Last year at this time, I had my first match on Bumble so it was up to me to initiate the chat. I suddenly felt the fear and terror most men must feel from 13 onward.
“How’s your New Year’s going?”
“All 15 hours of it have been great. Thanks for reaching out. How’s yours?”
“I’m killing it.”
“Always leave ’em wanting more. We should stop now.”
I now think he was joking that we should stop the new year, but because this was my first chat of this nature in 18 years, I thought he meant I should stop chatting with him. I did. I wonder if I left him wanting more.
I swiped “no” so many times Bumble said we’ve run out of men for you.
Just contemplating dating after 18 years of marriage is horrific.

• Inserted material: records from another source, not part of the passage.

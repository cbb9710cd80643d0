//! End-to-end pipeline tests against a temporary workspace and database.
//!
//! The embedding provider stays disabled throughout, so ingestion
//! indexes chunks for lexical retrieval without any network access.
//! Vector-path behavior is covered by upserting hand-built embeddings
//! directly into the store.

use std::path::Path;
use std::sync::Arc;

use docdex::config::{Config, DbConfig, RetrievalConfig, WorkspaceConfig};
use docdex::models::{FileType, IngestionState, Locator};
use docdex::registry::{RegisterOutcome, Registry};
use docdex::sources::{FileListing, FilesystemListing};
use docdex::store::VectorStore;
use docdex::Pipeline;

fn test_config(root: &Path, db_path: &Path) -> Config {
    let toml_str = format!(
        r#"
        [db]
        path = "{}"

        [chunking]
        window_tokens = 20
        overlap_ratio = 0.5

        [retrieval]
        final_k = 3

        [workspace]
        root = "{}"
        "#,
        db_path.display(),
        root.display()
    );
    toml::from_str(&toml_str).unwrap()
}

async fn open_pipeline(root: &Path, db_path: &Path) -> Pipeline {
    let config = test_config(root, db_path);
    let workspace = config.workspace.clone().unwrap();
    let listing = Arc::new(FilesystemListing::new(&workspace).unwrap());
    Pipeline::open(config, listing).await.unwrap()
}

#[tokio::test]
async fn ingest_indexes_text_files_with_line_locators() {
    let tmp = tempfile::TempDir::new().unwrap();
    let workspace = tmp.path().join("ws");
    std::fs::create_dir_all(&workspace).unwrap();
    std::fs::write(
        workspace.join("budget.txt"),
        "The Q3 budget is $45,000 approved by finance.\nHeadcount stays flat.\n",
    )
    .unwrap();

    let pipeline = open_pipeline(&workspace, &tmp.path().join("db.sqlite")).await;
    let summary = pipeline.ingest_pending().await.unwrap();

    assert_eq!(summary.scanned, 1);
    assert_eq!(summary.registered_new, 1);
    assert_eq!(summary.indexed, 1);
    assert_eq!(summary.failed, 0);
    assert!(summary.chunks_written >= 1);

    let stats = pipeline.status().await.unwrap();
    assert_eq!(stats.files_by_state.get("indexed"), Some(&1));
    assert_eq!(stats.files_by_type.get("txt"), Some(&1));
    assert!(stats.chunks_total >= 1);
    assert_eq!(stats.vectors_total, 0); // provider disabled
    assert!(stats.last_run_at.is_some());
    assert!(stats.failed_file_ids.is_empty());

    // Locator metadata survives the round trip.
    let chunks = pipeline.store().all_chunks().await.unwrap();
    assert!(matches!(
        chunks[0].locator,
        Locator::Lines { start: 1, .. }
    ));
    assert_eq!(chunks[0].file_type, FileType::Txt);
}
//! Collaborator interfaces and the built-in filesystem file listing.
//!
//! The pipeline talks to the outside world through two traits:
//! [`FileListing`], which enumerates workspace files and resolves
//! download references to bytes, and [`AnswerGenerator`], which turns a
//! ranked chunk list into prose. The chat-platform integration
//! implements both; for local deployments and tests a directory-backed
//! [`FilesystemListing`] ships in-crate.

use anyhow::Result;
use async_trait::async_trait;
use globset::{Glob, GlobSet, GlobSetBuilder};
use std::path::{Path, PathBuf};
use walkdir::WalkDir;

use crate::config::WorkspaceConfig;
use crate::models::{FileListingEntry, FileType, RankedChunk};

/// Enumerates workspace files and downloads their content.
#[async_trait]
pub trait FileListing: Send + Sync {
    /// List every file currently visible in the workspace. Each run is a
    /// full scan, not an append-only stream, so historical files
    /// uploaded before the pipeline existed are eventually indexed.
    async fn list_files(&self) -> Result<Vec<FileListingEntry>>;

    /// Resolve a listing entry's `download_ref` to raw bytes.
    async fn download(&self, download_ref: &str) -> Result<Vec<u8>>;
}

/// Turns a question and its ranked evidence into an answer. Implemented
/// by the LLM integration; opaque to the pipeline.
#[async_trait]
pub trait AnswerGenerator: Send + Sync {
    async fn generate(&self, question: &str, chunks: &[RankedChunk]) -> Result<String>;
}

/// Directory-backed [`FileListing`]: workspace files are the supported
/// documents under a root directory, with relative paths as stable file
/// IDs.
pub struct FilesystemListing {
    root: PathBuf,
    include: GlobSet,
    exclude: GlobSet,
}

impl FilesystemListing {
    pub fn new(config: &WorkspaceConfig) -> Result<Self> {
        let mut default_excludes = vec!["**/.git/**".to_string(), "**/target/**".to_string()];
        default_excludes.extend(config.exclude_globs.clone());
        Ok(Self {
            root: config.root.clone(),
            include: build_globset(&config.include_globs)?,
            exclude: build_globset(&default_excludes)?,
        })
    }
}

#[async_trait]
impl FileListing for FilesystemListing {
    async fn list_files(&self) -> Result<Vec<FileListingEntry>> {
        if !self.root.exists() {
            anyhow::bail!("workspace root does not exist: {}", self.root.display());
        }

        let mut entries = Vec::new();
        for entry in WalkDir::new(&self.root) {
            let entry = entry?;
            if !entry.file_type().is_file() {
                continue;
            }
            let path = entry.path();
            let relative = path.strip_prefix(&self.root).unwrap_or(path);
            let rel_str = relative.to_string_lossy().to_string();

            if self.exclude.is_match(&rel_str) || !self.include.is_match(&rel_str) {
                continue;
            }

            let filename = path
                .file_name()
                .map(|n| n.to_string_lossy().to_string())
                .unwrap_or_else(|| rel_str.clone());
            let file_type = match FileType::from_filename(&filename) {
                Some(ft) => ft,
                None => continue,
            };

            let metadata = std::fs::metadata(path)?;
            let uploaded_at = metadata
                .modified()
                .ok()
                .and_then(|m| m.duration_since(std::time::SystemTime::UNIX_EPOCH).ok())
                .map(|d| d.as_secs() as i64)
                .unwrap_or(0);

            entries.push(FileListingEntry {
                file_id: rel_str.clone(),
                filename,
                file_type,
                size: metadata.len() as i64,
                uploaded_at,
                download_ref: path.to_string_lossy().to_string(),
            });
        }

        // Sort for deterministic ordering.
        entries.sort_by(|a, b| a.file_id.cmp(&b.file_id));
        Ok(entries)
    }

    async fn download(&self, download_ref: &str) -> Result<Vec<u8>> {
        Ok(std::fs::read(Path::new(download_ref))?)
    }
}

fn build_globset(patterns: &[String]) -> Result<GlobSet> {
    let mut builder = GlobSetBuilder::new();
    for pattern in patterns {
        builder.add(Glob::new(pattern)?);
    }
    Ok(builder.build()?)
}
/// List archive entries matching `prefix`/N`.xml`, sorted by N.
fn numbered_entries(
    archive: &zip::ZipArchive<std::io::Cursor<&[u8]>>,
    prefix: &str,
) -> Vec<(u32, String)> {
    let mut names: Vec<(u32, String)> = archive
        .file_names()
        .filter(|n| n.starts_with(prefix) && n.ends_with(".xml"))
        .filter_map(|n| {
            n.trim_start_matches(prefix)
                .trim_end_matches(".xml")
                .parse::<u32>()
                .ok()
                .map(|num| (num, n.to_string()))
        })
        .collect();
    names.sort_by_key(|(num, _)| *num);
    names
}

// ============ DOCX ============

/// One logical paragraph per `w:p`, with table rows serialized as a
/// single `cell | cell | cell` paragraph so row context survives.
fn extract_docx(file_id: &str, bytes: &[u8]) -> Result<Vec<TextUnit>, ExtractError> {
    let mut archive = open_archive(bytes)?;
    let doc_xml = read_zip_entry_bounded(&mut archive, "word/document.xml", MAX_XML_ENTRY_BYTES)?;
    let paragraphs = docx_paragraphs(&doc_xml)?;

    let mut units = Vec::new();
    for (i, group) in paragraphs.chunks(DOCX_PARAS_PER_UNIT).enumerate() {
        let text = group.join("\n\n");
        if text.trim().is_empty() {
            continue;
        }
        let start = (i * DOCX_PARAS_PER_UNIT + 1) as u32;
        let end = (i * DOCX_PARAS_PER_UNIT + group.len()) as u32;
        units.push(TextUnit {
            source_file_id: file_id.to_string(),
            locator: Locator::Paragraphs { start, end },
            text,
        });
    }
    Ok(units)
}

fn docx_paragraphs(xml: &[u8]) -> Result<Vec<String>, ExtractError> {
    use quick_xml::events::Event;

    let mut reader = quick_xml::Reader::from_reader(xml);
    reader.config_mut().trim_text(true);
    let mut buf = Vec::new();

    let mut paragraphs: Vec<String> = Vec::new();
    let mut current_para = String::new();
    let mut in_text = false;
    // Table state: cells of the current row, collapsed to one paragraph
    // on row end.
    let mut in_row = false;
    let mut row_cells: Vec<String> = Vec::new();
    let mut current_cell = String::new();

    loop {
        match reader.read_event_into(&mut buf) {
            Ok(Event::Start(e)) => match e.local_name().as_ref() {
                b"t" => in_text = true,
                b"tr" => {
                    in_row = true;
                    row_cells.clear();
                }
                b"tc" => current_cell.clear(),
                _ => {}
            },
            Ok(Event::Text(te)) if in_text => {
                let text = te.unescape().unwrap_or_default();
                if in_row {
                    current_cell.push_str(&text);
                } else {
                    current_para.push_str(&text);
                }
            }
            Ok(Event::End(e)) => match e.local_name().as_ref() {
                b"t" => in_text = false,
                b"p" if !in_row => {
                    let trimmed = current_para.trim();
                    if !trimmed.is_empty() {
                        paragraphs.push(trimmed.to_string());
                    }
                    current_para.clear();
                }
                b"tc" => {
                    let trimmed = current_cell.trim();
                    if !trimmed.is_empty() {
                        row_cells.push(trimmed.to_string());
                    }
                    current_cell.clear();
                }
                b"tr" => {
                    if !row_cells.is_empty() {
                        paragraphs.push(row_cells.join(" | "));
                    }
                    in_row = false;
                }
                _ => {}
            },
            Ok(Event::Eof) => break,
            Err(e) => return Err(ExtractError::Ooxml(e.to_string())),
            _ => {}
        }
        buf.clear();
    }
    Ok(paragraphs)
}

// ============ PPTX ============

/// One unit per slide, concatenating all text frames in slide order.
fn extract_pptx(file_id: &str, bytes: &[u8]) -> Result<Vec<TextUnit>, ExtractError> {
    let mut archive = open_archive(bytes)?;
    let slides = numbered_entries(&archive, "ppt/slides/slide");

    let mut units = Vec::new();
    for (slide_num, entry_name) in slides {
        let xml = read_zip_entry_bounded(&mut archive, &entry_name, MAX_XML_ENTRY_BYTES)?;
        let text = pptx_slide_text(&xml)?;
        if text.trim().is_empty() {
            continue;
        }
        units.push(TextUnit {
            source_file_id: file_id.to_string(),
            locator: Locator::Slide { slide: slide_num },
            text,
        });
    }
    Ok(units)
}

fn pptx_slide_text(xml: &[u8]) -> Result<String, ExtractError> {
    use quick_xml::events::Event;

    let mut out = String::new();
    let mut reader = quick_xml::Reader::from_reader(xml);
    reader.config_mut().trim_text(true);
    let mut buf = Vec::new();
    let mut in_text = false;

    loop {
        match reader.read_event_into(&mut buf) {
            Ok(Event::Start(e)) => {
                if e.local_name().as_ref() == b"t" {
                    in_text = true;
                }
            }
            Ok(Event::Text(te)) if in_text => {
                if !out.is_empty() {
                    out.push(' ');
                }
                out.push_str(te.unescape().unwrap_or_default().as_ref());
            }
            Ok(Event::End(e)) => {
                if e.local_name().as_ref() == b"t" {
                    in_text = false;
                }
            }
            Ok(Event::Eof) => break,
            Err(e) => return Err(ExtractError::Ooxml(e.to_string())),
            _ => {}
        }
        buf.clear();
    }
    Ok(out)
}

// ============ XLSX ============

/// One unit per non-empty data row, serialized against the sheet's
/// header row as `"<header>: <value>, ..."`. The header row itself is
/// never emitted; the locator carries the sheet name and the native
/// (1-based) row number so citations match what users see in Excel.
fn extract_xlsx(file_id: &str, bytes: &[u8]) -> Result<Vec<TextUnit>, ExtractError> {
    let mut archive = open_archive(bytes)?;
    let shared_strings = read_shared_strings(&mut archive)?;
    let sheet_display_names = read_workbook_sheet_names(&mut archive)?;
    let worksheets = numbered_entries(&archive, "xl/worksheets/sheet");

    let mut units = Vec::new();
    for (idx, (_, entry_name)) in worksheets.into_iter().take(XLSX_MAX_SHEETS).enumerate() {
        let sheet_name = sheet_display_names
            .get(idx)
            .cloned()
            .unwrap_or_else(|| format!("Sheet{}", idx + 1));
        let xml = read_zip_entry_bounded(&mut archive, &entry_name, MAX_XML_ENTRY_BYTES)?;
        let rows = xlsx_sheet_rows(&xml, &shared_strings)?;
        units.extend(sheet_rows_to_units(file_id, &sheet_name, &rows));
    }
    Ok(units)
}

/// A parsed sheet row: native row number plus `(column index, value)`
/// pairs for non-empty cells.
struct SheetRow {
    row_num: u32,
    cells: Vec<(usize, String)>,
}

fn sheet_rows_to_units(file_id: &str, sheet_name: &str, rows: &[SheetRow]) -> Vec<TextUnit> {
    let mut iter = rows.iter().filter(|r| !r.cells.is_empty());

    // First non-empty row is the header; it is consumed, never emitted.
    let header_row = match iter.next() {
        Some(row) => row,
        None => return Vec::new(),
    };
    let max_col = header_row.cells.iter().map(|(c, _)| *c).max().unwrap_or(0);
    let mut headers: Vec<Option<String>> = vec![None; max_col + 1];
    for (col, value) in &header_row.cells {
        headers[*col] = Some(value.clone());
    }

    iter.map(|row| {
        let fields: Vec<String> = row
            .cells
            .iter()
            .map(|(col, value)| {
                match headers.get(*col).and_then(|h| h.as_deref()) {
                    Some(header) => format!("{}: {}", header, value),
                    // Data past the header width keeps its column letter
                    // so the value is not silently dropped.
                    None => format!("{}: {}", column_letters(*col), value),
                }
            })
            .collect();
        TextUnit {
            source_file_id: file_id.to_string(),
            locator: Locator::SheetRow {
                sheet: sheet_name.to_string(),
                row: row.row_num,
            },
            text: fields.join(", "),
        }
    })
    .collect()
}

Familiarity did not breed contempt for me; it brought comfort. Having to navigate the torrential waters of L.A.’s dating life at this point in my life? This was not the plan.
This year, I’m taking the initiative and sending “Happy New Year” messages to my matches.
My motto for 2019 is “Have Fun!”
(What’s more fun than getting out of your comfort zone and meeting new people? Staying in your pajamas and watching “The Real Housewives of Beverly Hills” on repeat, that’s what.)
But I’m doing it. I’m putting myself out there. I’ve offered myself on the Bumble Buffet. I’m working hard on not choosing the half-eaten, 2-day-old hot dog that fell on the floor and instead initiating conversations with the jumbo shrimp in cocktail sauce or the baked eggs with Canadian bacon.
Maybe I’ll ask one of them to see “The Favourite” at the Santa Monica ArcLight with me?